Employers may also want to consider things like passport arrangements which is a portable document they can use so they do not need to explain their condition and their particular adjustments, for example when moving around the organisation.

HR can provide great support in helping employees use the Access to Work scheme. While this needs to be accessed directly by the employee, the employer can provide support in this process. They can also identify how they might support the employee when it comes to implementing adjustments in terms of practical support, for example a workplace buddy, which can be really helpful to the employee. It is worth highlighting that Access to Work is described as the Government's best kept secret. From April 2019, there will be an increase in the annual grant rising from £57,200 to £59,200. There is support out there and that can range from support for equipment, and support workers to payment for taxis when somebody cannot use public transport.
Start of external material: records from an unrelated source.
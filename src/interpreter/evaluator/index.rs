use std::{cell::RefCell, rc::Rc};

use crate::{
    ast::Expr,
    error::RuntimeError,
    interpreter::{
        environment::Environment,
        evaluator::core::{EvalResult, Evaluator},
        value::core::{HashPair, Value},
    },
    util::num::i64_to_usize_checked,
};

impl Evaluator<'_> {
    /// Evaluates an index read, `left[index]`.
    ///
    /// Arrays accept integer indices; an index outside `[0, len)` reads
    /// as `null` rather than failing. Hashes accept any hashable key; a
    /// missing key also reads as `null`. Everything else cannot be
    /// indexed.
    ///
    /// # Parameters
    /// - `left`: The container value.
    /// - `index`: The index value.
    ///
    /// # Returns
    /// The element, `null` for misses, or an error for unusable keys and
    /// non-indexable containers.
    pub(in crate::interpreter::evaluator) fn eval_index(left: &Value,
                                                        index: &Value)
                                                        -> EvalResult<Value> {
        match (left, index) {
            (Value::Array(elements), Value::Integer(i)) => {
                let elements = elements.borrow();

                Ok(usize::try_from(*i).ok()
                                      .and_then(|position| elements.get(position).cloned())
                                      .unwrap_or(Value::Null))
            },
            (Value::Hash(pairs), index) => {
                let key = index.hash_key()?;

                Ok(pairs.borrow()
                        .get(&key)
                        .map_or(Value::Null, |pair| pair.value.clone()))
            },
            (left, _) => Err(RuntimeError::UnsupportedIndex { type_name: left.type_name() }),
        }
    }

    /// Evaluates an indexed assignment, `target[index] = value`.
    ///
    /// Subexpressions are evaluated index first, then the value, then the
    /// target container. Array assignment requires the index to be in
    /// range and yields the assigned value; hash assignment inserts or
    /// overwrites the pair and yields `null`.
    ///
    /// # Parameters
    /// - `target`: Expression producing the container.
    /// - `index`: Expression producing the index.
    /// - `value`: Expression producing the stored value.
    /// - `env`: The environment of the assignment.
    ///
    /// # Returns
    /// The assigned value for arrays, `null` for hashes, or an error.
    pub(in crate::interpreter::evaluator) fn eval_index_assignment(&mut self,
                                                                   target: &Expr,
                                                                   index: &Expr,
                                                                   value: &Expr,
                                                                   env: &Rc<RefCell<Environment>>)
                                                                   -> EvalResult<Value> {
        let index = self.eval(index, env)?;
        let value = self.eval(value, env)?;
        let target = self.eval(target, env)?;

        match (target, index) {
            (Value::Array(elements), Value::Integer(i)) => {
                let mut elements = elements.borrow_mut();
                let size = elements.len();

                let out_of_range = RuntimeError::IndexOutOfRange { index: i, size };
                let position = i64_to_usize_checked(i, out_of_range.clone())?;
                if position >= size {
                    return Err(out_of_range);
                }

                elements[position] = value.clone();
                Ok(value)
            },
            (Value::Hash(pairs), index) => {
                let hashed = index.hash_key()?;
                pairs.borrow_mut().insert(hashed, HashPair { key: index, value });
                Ok(Value::Null)
            },
            (target, _) => {
                Err(RuntimeError::UnsupportedIndexAssignment { type_name: target.type_name() })
            },
        }
    }
}
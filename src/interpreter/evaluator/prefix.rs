use crate::{
    ast::PrefixOperator,
    error::RuntimeError,
    interpreter::{
        evaluator::core::{EvalResult, Evaluator},
        value::core::Value,
    },
};

impl Evaluator<'_> {
    /// Evaluates a prefix operation on an already-computed operand.
    ///
    /// Supported operators:
    /// - `Not`: truthiness negation, defined for every value. `!true` is
    ///   `false`, `!null` is `true`, and any other value — including `0`
    ///   and the empty string — negates to `false`.
    /// - `Negate`: arithmetic negation, defined for integers only.
    ///
    /// # Parameters
    /// - `operator`: The prefix operator.
    /// - `right`: The operand value.
    ///
    /// # Returns
    /// The computed value, or an error for `-` on a non-integer.
    pub(in crate::interpreter::evaluator) fn eval_prefix(operator: PrefixOperator,
                                                         right: &Value)
                                                         -> EvalResult<Value> {
        match operator {
            PrefixOperator::Not => Ok(Value::Bool(!right.is_truthy())),
            PrefixOperator::Negate => match right {
                Value::Integer(n) => {
                    n.checked_neg().map(Value::Integer).ok_or(RuntimeError::Overflow)
                },
                _ => {
                    Err(RuntimeError::UnknownPrefixOperator { operator,
                                                              right: right.type_name() })
                },
            },
        }
    }
}
use std::{cell::RefCell, collections::HashMap, rc::Rc};

use crate::interpreter::value::core::Value;

/// A lexical scope: a mapping from names to values with an optional parent.
///
/// Environments form a tree rooted at the top-level scope. Each function
/// call and each `for` loop evaluates inside a fresh child environment.
/// Environments are shared by reference (`Rc<RefCell<…>>`) so that a
/// closure and the scope it captured observe each other's mutations; a
/// closure bound inside its own defining scope makes the graph cyclic,
/// which shared ownership tolerates.
#[derive(Debug, Default)]
pub struct Environment {
    store: HashMap<String, Value>,
    outer: Option<Rc<RefCell<Environment>>>,
}

impl Environment {
    /// Creates a new, top-level environment with no parent.
    ///
    /// # Example
    /// ```
    /// use canopy::interpreter::{environment::Environment, value::core::Value};
    ///
    /// let env = Environment::new();
    /// env.borrow_mut().set("x", Value::Integer(10));
    ///
    /// assert_eq!(env.borrow().get("x"), Some(Value::Integer(10)));
    /// assert_eq!(env.borrow().get("y"), None);
    /// ```
    #[must_use]
    pub fn new() -> Rc<RefCell<Self>> {
        Rc::new(RefCell::new(Self::default()))
    }

    /// Creates a new environment enclosed within an outer one.
    ///
    /// Lookups that miss locally continue in the outer scope; definitions
    /// stay local.
    ///
    /// # Parameters
    /// - `outer`: The parent scope.
    ///
    /// # Example
    /// ```
    /// use canopy::interpreter::{environment::Environment, value::core::Value};
    ///
    /// let global = Environment::new();
    /// global.borrow_mut().set("x", Value::Integer(1));
    ///
    /// let local = Environment::new_enclosed(&global);
    /// local.borrow_mut().set("y", Value::Integer(2));
    ///
    /// assert_eq!(local.borrow().get("x"), Some(Value::Integer(1)));
    /// assert_eq!(global.borrow().get("y"), None);
    /// ```
    #[must_use]
    pub fn new_enclosed(outer: &Rc<RefCell<Self>>) -> Rc<RefCell<Self>> {
        Rc::new(RefCell::new(Self { store: HashMap::new(),
                                    outer: Some(Rc::clone(outer)), }))
    }

    /// Looks a name up, walking outer scopes until a binding is found.
    ///
    /// # Parameters
    /// - `name`: The name to resolve.
    ///
    /// # Returns
    /// The bound value, or `None` if no scope in the chain binds the name.
    #[must_use]
    pub fn get(&self, name: &str) -> Option<Value> {
        if let Some(value) = self.store.get(name) {
            return Some(value.clone());
        }

        self.outer.as_ref().and_then(|outer| outer.borrow().get(name))
    }

    /// Binds a name in this scope, shadowing any outer binding.
    ///
    /// # Parameters
    /// - `name`: The name to bind.
    /// - `value`: The value to store.
    pub fn set(&mut self, name: impl Into<String>, value: Value) {
        self.store.insert(name.into(), value);
    }

    /// Overwrites the nearest existing binding of `name` in the chain.
    ///
    /// Walks outward from this scope and updates the first frame that
    /// binds the name, which is what makes rebinding inside a closure
    /// visible to the scope that owns the variable.
    ///
    /// # Parameters
    /// - `name`: The name to rebind.
    /// - `value`: The new value.
    ///
    /// # Returns
    /// `true` if some scope bound the name, `false` if none did.
    ///
    /// # Example
    /// ```
    /// use canopy::interpreter::{environment::Environment, value::core::Value};
    ///
    /// let global = Environment::new();
    /// global.borrow_mut().set("n", Value::Integer(0));
    ///
    /// let local = Environment::new_enclosed(&global);
    /// assert!(local.borrow_mut().update("n", Value::Integer(1)));
    /// assert_eq!(global.borrow().get("n"), Some(Value::Integer(1)));
    ///
    /// assert!(!local.borrow_mut().update("missing", Value::Null));
    /// ```
    pub fn update(&mut self, name: &str, value: Value) -> bool {
        if let Some(slot) = self.store.get_mut(name) {
            *slot = value;
            return true;
        }

        match &self.outer {
            Some(outer) => outer.borrow_mut().update(name, value),
            None => false,
        }
    }
}
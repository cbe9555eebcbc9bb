use std::{cell::RefCell, collections::HashMap, fmt, rc::Rc};

use crate::{
    ast::{Block, Expr, Program, Statement},
    error::RuntimeError,
    interpreter::{
        environment::Environment,
        evaluator::builtin::Builtin,
        value::core::{FunctionValue, HashPair, Value},
    },
};

/// Result type used by the evaluator.
///
/// All evaluation functions return either a value of type `T` or a
/// `RuntimeError` describing the failure. Propagating the error with `?`
/// at every composition site is what makes runtime errors short-circuit
/// operand lists, argument lists, blocks and index subexpressions.
pub type EvalResult<T> = Result<T, RuntimeError>;

/// Walks the AST and computes values.
///
/// The evaluator itself is almost stateless: all bindings live in the
/// [`Environment`] passed alongside each node. The one piece of state is
/// the output sink that `puts` writes to, so hosts can capture program
/// output instead of sharing stdout.
pub struct Evaluator<'out> {
    pub(in crate::interpreter::evaluator) out: &'out mut dyn fmt::Write,
}

impl<'out> Evaluator<'out> {
    /// Creates an evaluator writing `puts` output to `out`.
    pub fn new(out: &'out mut dyn fmt::Write) -> Self {
        Self { out }
    }

    /// Evaluates a whole program in the given environment.
    ///
    /// Statements run in order; the program's value is the value of its
    /// last statement. A top-level `return` stops execution and yields
    /// the returned value directly — this is the one place besides a
    /// function-call boundary where the return carrier is unwrapped.
    ///
    /// # Parameters
    /// - `program`: The parsed program; the caller must have checked that
    ///   parsing produced no diagnostics.
    /// - `env`: The top-level environment.
    ///
    /// # Returns
    /// The program's final value, or the first runtime error raised.
    pub fn eval_program(&mut self,
                        program: &Program,
                        env: &Rc<RefCell<Environment>>)
                        -> EvalResult<Value> {
        let mut result = Value::Null;

        for statement in &program.statements {
            result = self.eval_statement(statement, env)?;

            if let Value::Return(value) = result {
                return Ok(*value);
            }
        }

        Ok(result)
    }

    /// Evaluates a block of statements.
    ///
    /// Unlike [`Evaluator::eval_program`], a block forwards a return
    /// carrier *without* unwrapping it, so a `return` inside nested
    /// blocks keeps travelling until it reaches the function-call
    /// boundary (or the program level) that owns it.
    pub(in crate::interpreter::evaluator) fn eval_block(&mut self,
                                                        block: &Block,
                                                        env: &Rc<RefCell<Environment>>)
                                                        -> EvalResult<Value> {
        let mut result = Value::Null;

        for statement in &block.statements {
            result = self.eval_statement(statement, env)?;

            if matches!(result, Value::Return(_)) {
                return Ok(result);
            }
        }

        Ok(result)
    }

    /// Evaluates a single statement.
    ///
    /// `let` and assignment statements yield `null`; expression
    /// statements yield their expression's value; `return` yields the
    /// internal carrier that blocks and loops forward.
    fn eval_statement(&mut self,
                      statement: &Statement,
                      env: &Rc<RefCell<Environment>>)
                      -> EvalResult<Value> {
        match statement {
            Statement::Let { name, value } => {
                let value = self.eval(value, env)?;
                env.borrow_mut().set(name.clone(), value);
                Ok(Value::Null)
            },
            Statement::Return { value } => {
                let value = self.eval(value, env)?;
                Ok(Value::Return(Box::new(value)))
            },
            Statement::Expression { expr } => self.eval(expr, env),
            Statement::Assign { name, value } => {
                let value = self.eval(value, env)?;

                if env.borrow_mut().update(name, value) {
                    Ok(Value::Null)
                } else {
                    Err(RuntimeError::UndeclaredAssignment { name: name.clone() })
                }
            },
            Statement::IndexAssign { target, index, value } => {
                self.eval_index_assignment(target, index, value, env)
            },
            Statement::For { index,
                             value,
                             iterable,
                             body, } => self.eval_for(index, value, iterable, body, env),
        }
    }

    /// Evaluates an expression and returns the resulting value.
    ///
    /// This is the main dispatch of the interpreter; every expression
    /// variant is handled here or in the per-form modules it delegates
    /// to.
    ///
    /// # Parameters
    /// - `expr`: Expression to evaluate.
    /// - `env`: The environment the expression is evaluated in.
    ///
    /// # Returns
    /// The computed value, or the first runtime error raised by a
    /// subexpression.
    pub fn eval(&mut self, expr: &Expr, env: &Rc<RefCell<Environment>>) -> EvalResult<Value> {
        match expr {
            Expr::Identifier { name } => Self::eval_identifier(name, env),
            Expr::IntegerLiteral { value } => Ok(Value::Integer(*value)),
            Expr::StringLiteral { value } => Ok(Value::Str(value.clone())),
            Expr::BooleanLiteral { value } => Ok(Value::Bool(*value)),
            Expr::Prefix { operator, right } => {
                let right = self.eval(right, env)?;
                Self::eval_prefix(*operator, &right)
            },
            Expr::Infix { left, operator, right } => {
                let left = self.eval(left, env)?;
                let right = self.eval(right, env)?;
                Self::eval_infix(*operator, &left, &right)
            },
            Expr::If { condition,
                       consequence,
                       alternative, } => {
                let condition = self.eval(condition, env)?;

                if condition.is_truthy() {
                    self.eval_block(consequence, env)
                } else if let Some(alternative) = alternative {
                    self.eval_block(alternative, env)
                } else {
                    Ok(Value::Null)
                }
            },
            Expr::FunctionLiteral { parameters, body } => {
                Ok(Value::Function(Rc::new(FunctionValue { parameters: parameters.clone(),
                                                           body:       body.clone(),
                                                           env:        Rc::clone(env), })))
            },
            Expr::Call { callee, arguments } => self.eval_call(callee, arguments, env),
            Expr::ArrayLiteral { elements } => {
                let mut values = Vec::with_capacity(elements.len());
                for element in elements {
                    values.push(self.eval(element, env)?);
                }
                Ok(Value::from(values))
            },
            Expr::Index { left, index } => {
                let left = self.eval(left, env)?;
                let index = self.eval(index, env)?;
                Self::eval_index(&left, &index)
            },
            Expr::HashLiteral { pairs } => self.eval_hash_literal(pairs, env),
        }
    }

    /// Resolves a name against the environment chain, then the builtins.
    ///
    /// Bindings shadow builtins, so `let len = 5` is legal and hides the
    /// native `len` for the rest of the scope.
    fn eval_identifier(name: &str, env: &Rc<RefCell<Environment>>) -> EvalResult<Value> {
        if let Some(value) = env.borrow().get(name) {
            return Ok(value);
        }

        if let Some(builtin) = Builtin::lookup(name) {
            return Ok(Value::Builtin(builtin));
        }

        Err(RuntimeError::IdentifierNotFound { name: name.to_string() })
    }

    /// Evaluates a hash literal into a fresh hash value.
    ///
    /// Pairs are evaluated in source order, key before value; a later
    /// duplicate key overwrites the earlier entry.
    fn eval_hash_literal(&mut self,
                         pairs: &[(Expr, Expr)],
                         env: &Rc<RefCell<Environment>>)
                         -> EvalResult<Value> {
        let mut map = HashMap::with_capacity(pairs.len());

        for (key_expr, value_expr) in pairs {
            let key = self.eval(key_expr, env)?;
            let hashed = key.hash_key()?;
            let value = self.eval(value_expr, env)?;

            map.insert(hashed, HashPair { key, value });
        }

        Ok(Value::Hash(Rc::new(RefCell::new(map))))
    }
}
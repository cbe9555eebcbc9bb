use std::fs;

use canopy::{Value, error::InterpretError, interpret};
use walkdir::WalkDir;

fn eval_source(source: &str) -> Result<Value, InterpretError> {
    let mut out = String::new();
    interpret(source, &mut out)
}

fn eval_value(source: &str) -> Value {
    eval_source(source).unwrap_or_else(|e| panic!("Script failed: {e}\nScript: {source}"))
}

fn eval_error(source: &str) -> String {
    match eval_source(source) {
        Ok(value) => panic!("Script yielded {value} but was expected to fail: {source}"),
        Err(error) => error.to_string(),
    }
}

#[test]
fn integer_arithmetic() {
    let tests = [("5", 5),
                 ("10", 10),
                 ("-5", -5),
                 ("-10", -10),
                 ("5 + 5 + 5 + 5 - 10", 10),
                 ("2 * 2 * 2 * 2 * 2", 32),
                 ("-50 + 100 + -50", 0),
                 ("5 * 2 + 10", 20),
                 ("5 + 2 * 10", 25),
                 ("20 + 2 * -10", 0),
                 ("50 / 2 * 2 + 10", 60),
                 ("2 * (5 + 10)", 30),
                 ("3 * 3 * 3 + 10", 37),
                 ("(5 + 10 * 2 + 15 / 3) * 2 + -10", 50),
                 ("7 / 2", 3),
                 ("-7 / 2", -3)];

    for (input, expected) in tests {
        assert_eq!(eval_value(input), Value::Integer(expected), "input: {input}");
    }
}

#[test]
fn string_concatenation_and_comparison() {
    assert_eq!(eval_value(r#""hello" + " " + "world""#), Value::from("hello world"));
    assert_eq!(eval_value(r#""abc" < "add""#), Value::Bool(true));
    assert_eq!(eval_value(r#""abc" < "ab""#), Value::Bool(false));
    assert_eq!(eval_value(r#""abc" > "ab""#), Value::Bool(true));
    assert_eq!(eval_value(r#""name" == "name""#), Value::Bool(true));
    assert_eq!(eval_value(r#""name" != "name""#), Value::Bool(false));
}

#[test]
fn boolean_expressions() {
    let tests = [("true", true),
                 ("false", false),
                 ("1 < 2", true),
                 ("1 < 1", false),
                 ("1 > 2", false),
                 ("-1 < 0", true),
                 ("1 == 1", true),
                 ("1 != 1", false),
                 ("34 == 35", false),
                 ("true == true", true),
                 ("false == false", true),
                 ("true == false", false),
                 ("true != false", true),
                 ("(1 < 2) == true", true),
                 ("(1 > 2) == true", false)];

    for (input, expected) in tests {
        assert_eq!(eval_value(input), Value::Bool(expected), "input: {input}");
    }
}

#[test]
fn bang_operator() {
    let tests = [("!true", false),
                 ("!false", true),
                 ("!5", false),
                 ("!0", false),
                 ("!!true", true),
                 ("!!false", false),
                 ("!!5", true)];

    for (input, expected) in tests {
        assert_eq!(eval_value(input), Value::Bool(expected), "input: {input}");
    }
}

#[test]
fn if_else_expressions() {
    let tests = [("if (true) { 10 }", Value::Integer(10)),
                 ("if (false) { 10 }", Value::Null),
                 ("if (1) { 10 }", Value::Integer(10)),
                 ("if (0) { 10 }", Value::Integer(10)),
                 (r#"if ("") { 10 }"#, Value::Integer(10)),
                 ("if (1 < 2) { 10 }", Value::Integer(10)),
                 ("if (1 > 2) { 10 }", Value::Null),
                 ("if (1 > 2) { 10 } else { 20 }", Value::Integer(20)),
                 ("if (1 < 2) { 10 } else { 20 }", Value::Integer(10))];

    for (input, expected) in tests {
        assert_eq!(eval_value(input), expected, "input: {input}");
    }
}

#[test]
fn let_bindings_and_rebinding() {
    assert_eq!(eval_value("let a = 5; a"), Value::Integer(5));
    assert_eq!(eval_value("let a = 5 * 5; a"), Value::Integer(25));
    assert_eq!(eval_value("let a = 5; let b = a; b"), Value::Integer(5));
    assert_eq!(eval_value("let a = 5; a = a + 1; a"), Value::Integer(6));
    assert_eq!(eval_value("let a = 1; let shadow = fn() { let a = 2; a }; shadow(); a"),
               Value::Integer(1));
}
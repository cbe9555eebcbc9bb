use crate::ast::{InfixOperator, PrefixOperator};

#[derive(Debug, Clone, PartialEq, Eq)]
/// Represents all errors that can occur during evaluation.
///
/// The rendered messages are part of the language's observable behavior:
/// scripts and their tests match on them verbatim, so the `Display`
/// formats here are frozen.
pub enum RuntimeError {
    /// Tried to use a name with no binding and no builtin.
    IdentifierNotFound {
        /// The name that failed to resolve.
        name: String,
    },
    /// An infix operator was applied to operands of different types.
    TypeMismatch {
        /// Type name of the left operand.
        left:     &'static str,
        /// The operator.
        operator: InfixOperator,
        /// Type name of the right operand.
        right:    &'static str,
    },
    /// An infix operator was applied to types it is not defined for.
    UnknownInfixOperator {
        /// Type name of the left operand.
        left:     &'static str,
        /// The operator.
        operator: InfixOperator,
        /// Type name of the right operand.
        right:    &'static str,
    },
    /// A prefix operator was applied to a type it is not defined for.
    UnknownPrefixOperator {
        /// The operator.
        operator: PrefixOperator,
        /// Type name of the operand.
        right:    &'static str,
    },
    /// A value that cannot serve as a hash key was used as one.
    UnusableHashKey {
        /// Type name of the offending key.
        type_name: &'static str,
    },
    /// `len` was applied to a type without a length.
    UnsupportedLenArgument {
        /// Type name of the argument.
        type_name: &'static str,
    },
    /// A builtin was called with the wrong number of arguments.
    WrongBuiltinArity {
        /// Name of the builtin.
        builtin: &'static str,
        /// How many arguments were supplied.
        got:     usize,
        /// How many arguments the builtin takes.
        want:    usize,
    },
    /// An array builtin (`first`, `last`, `rest`) received a non-array.
    ExpectedArrayArgument {
        /// Name of the builtin.
        builtin:   &'static str,
        /// Type name of the argument.
        type_name: &'static str,
    },
    /// `push` received a non-array as its first argument.
    ExpectedArrayToPush {
        /// Type name of the first argument.
        type_name: &'static str,
    },
    /// `range` received a non-integer bound.
    ExpectedIntegerBound {
        /// Type name of the offending argument.
        type_name: &'static str,
    },
    /// Indexed assignment past the end of an array.
    IndexOutOfRange {
        /// The requested index.
        index: i64,
        /// The array length.
        size:  usize,
    },
    /// Tried to index a type that does not support indexing.
    UnsupportedIndex {
        /// Type name of the indexed value.
        type_name: &'static str,
    },
    /// Tried an indexed assignment on a type that does not support it.
    UnsupportedIndexAssignment {
        /// Type name of the assignment target.
        type_name: &'static str,
    },
    /// Assigned to a name that was never declared with `let`.
    UndeclaredAssignment {
        /// The undeclared name.
        name: String,
    },
    /// The `for` iterable evaluated to a non-iterable type.
    UnsupportedIterable {
        /// Type name of the iterable.
        type_name: &'static str,
    },
    /// Tried to call a value that is neither a function nor a builtin.
    NotAFunction {
        /// Type name of the callee.
        type_name: &'static str,
    },
    /// A user-defined function was called with the wrong argument count.
    WrongArity {
        /// How many arguments were supplied.
        got:  usize,
        /// How many parameters the function declares.
        want: usize,
    },
    /// Integer division with a zero divisor.
    DivisionByZero,
    /// Integer arithmetic overflowed.
    Overflow,
}

impl std::fmt::Display for RuntimeError {
    fn fmt(&self, f: &mut std::fmt::Formatter<'_>) -> std::fmt::Result {
        match self {
            Self::IdentifierNotFound { name } => write!(f, "identifier not found: {name}"),
            Self::TypeMismatch { left, operator, right } => {
                write!(f, "type mismatch: {left} {operator} {right}")
            },
            Self::UnknownInfixOperator { left, operator, right } => {
                write!(f, "unknown operator: {left} {operator} {right}")
            },
            Self::UnknownPrefixOperator { operator, right } => {
                write!(f, "unknown operator: {operator}{right}")
            },
            Self::UnusableHashKey { type_name } => {
                write!(f, "unusable as hash key: {type_name}")
            },
            Self::UnsupportedLenArgument { type_name } => {
                write!(f, "argument to `len` not supported, got={type_name}")
            },
            Self::WrongBuiltinArity { builtin, got, want } => {
                write!(f, "wrong number of arguments to `{builtin}`. got={got}, want={want}")
            },
            Self::ExpectedArrayArgument { builtin, type_name } => {
                write!(f, "argument to `{builtin}` must be ARRAY, got {type_name}")
            },
            Self::ExpectedArrayToPush { type_name } => {
                write!(f, "first argument to `push` must be ARRAY, got {type_name}")
            },
            Self::ExpectedIntegerBound { type_name } => {
                write!(f, "arguments to `range` must be INTEGER, got {type_name}")
            },
            Self::IndexOutOfRange { index, size } => {
                write!(f, "index out of range: got = {index} for array of size = {size}")
            },
            Self::UnsupportedIndex { type_name } => {
                write!(f, "index operator not supported: {type_name}")
            },
            Self::UnsupportedIndexAssignment { type_name } => {
                write!(f, "index assignment not supported: {type_name}")
            },
            Self::UndeclaredAssignment { name } => {
                write!(f, "invalid assignment to non declared identifier {name}")
            },
            Self::UnsupportedIterable { type_name } => {
                write!(f, "for iterator must resolve to array, string or hash got {type_name}")
            },
            Self::NotAFunction { type_name } => write!(f, "not a function: {type_name}"),
            Self::WrongArity { got, want } => {
                write!(f, "wrong number of arguments: got={got}, want={want}")
            },
            Self::DivisionByZero => write!(f, "division by zero"),
            Self::Overflow => write!(f, "integer overflow"),
        }
    }
}

impl std::error::Error for RuntimeError {}
use crate::{
    ast::InfixOperator,
    error::RuntimeError,
    interpreter::{
        evaluator::core::{EvalResult, Evaluator},
        value::core::Value,
    },
};

/// Reports whether a value takes part in plain equality comparisons.
///
/// Booleans and `null` compare by identity; everything else either has a
/// type-specific comparison (integers, strings) or none at all.
const fn is_identity_comparable(value: &Value) -> bool {
    matches!(value, Value::Bool(_) | Value::Null)
}

impl Evaluator<'_> {
    /// Evaluates an infix operation on two already-computed operands.
    ///
    /// Dispatch, in order:
    /// - two integers: full arithmetic and comparison set;
    /// - two strings: concatenation with `+`, bytewise `<` `>` `==` `!=`;
    /// - booleans and `null`: `==` and `!=` by identity, in any mix;
    /// - otherwise a type mismatch (different types) or unknown operator
    ///   (same type, no such operation) error.
    ///
    /// # Parameters
    /// - `operator`: The infix operator.
    /// - `left`: Left operand value.
    /// - `right`: Right operand value.
    ///
    /// # Returns
    /// The computed value or the corresponding error.
    pub(in crate::interpreter::evaluator) fn eval_infix(operator: InfixOperator,
                                                        left: &Value,
                                                        right: &Value)
                                                        -> EvalResult<Value> {
        match (left, right) {
            (Value::Integer(l), Value::Integer(r)) => Self::eval_integer_infix(operator, *l, *r),
            (Value::Str(l), Value::Str(r)) => Self::eval_string_infix(operator, l, r),
            _ => {
                if is_identity_comparable(left) && is_identity_comparable(right) {
                    match operator {
                        InfixOperator::Equal => return Ok(Value::Bool(left == right)),
                        InfixOperator::NotEqual => return Ok(Value::Bool(left != right)),
                        _ => {},
                    }
                }

                if left.type_name() == right.type_name() {
                    Err(RuntimeError::UnknownInfixOperator { left: left.type_name(),
                                                             operator,
                                                             right: right.type_name() })
                } else {
                    Err(RuntimeError::TypeMismatch { left: left.type_name(),
                                                     operator,
                                                     right: right.type_name() })
                }
            },
        }
    }

    /// Integer arithmetic and comparisons.
    ///
    /// `+ - * /` yield integers, with division truncating toward zero;
    /// the comparison operators yield booleans. Overflow and division by
    /// zero are runtime errors, not wraparound.
    fn eval_integer_infix(operator: InfixOperator, left: i64, right: i64) -> EvalResult<Value> {
        match operator {
            InfixOperator::Add => {
                left.checked_add(right).map(Value::Integer).ok_or(RuntimeError::Overflow)
            },
            InfixOperator::Sub => {
                left.checked_sub(right).map(Value::Integer).ok_or(RuntimeError::Overflow)
            },
            InfixOperator::Mul => {
                left.checked_mul(right).map(Value::Integer).ok_or(RuntimeError::Overflow)
            },
            InfixOperator::Div => {
                if right == 0 {
                    return Err(RuntimeError::DivisionByZero);
                }
                left.checked_div(right).map(Value::Integer).ok_or(RuntimeError::Overflow)
            },
            InfixOperator::Less => Ok(Value::Bool(left < right)),
            InfixOperator::Greater => Ok(Value::Bool(left > right)),
            InfixOperator::Equal => Ok(Value::Bool(left == right)),
            InfixOperator::NotEqual => Ok(Value::Bool(left != right)),
        }
    }

    /// String concatenation and bytewise comparisons.
    fn eval_string_infix(operator: InfixOperator, left: &str, right: &str) -> EvalResult<Value> {
        match operator {
            InfixOperator::Add => Ok(Value::Str(format!("{left}{right}"))),
            InfixOperator::Less => Ok(Value::Bool(left < right)),
            InfixOperator::Greater => Ok(Value::Bool(left > right)),
            InfixOperator::Equal => Ok(Value::Bool(left == right)),
            InfixOperator::NotEqual => Ok(Value::Bool(left != right)),
            InfixOperator::Sub | InfixOperator::Mul | InfixOperator::Div => {
                Err(RuntimeError::UnknownInfixOperator { left: "STRING",
                                                         operator,
                                                         right: "STRING" })
            },
        }
    }
}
There will be other things that employers might wish to consider to help reach the Government's objective to get 4.5 million disabled people into the workplace by 2027, such as breaking down the barriers in the workplace, breaking down stigma, setting up networks so people can talk to one another and setting up networks so that you can tap into the knowledge and experience from other organisations within a particular sector. Finally, employers should really consider becoming a Disability Confident Employer.

There are lots of practical suggestions that are pro-active, simple and quite cheap to encourage solutions.

If you would like to discuss any issues relating to disability in the workplace or reasonable adjustments please do feel free to contact Anna Fletcher.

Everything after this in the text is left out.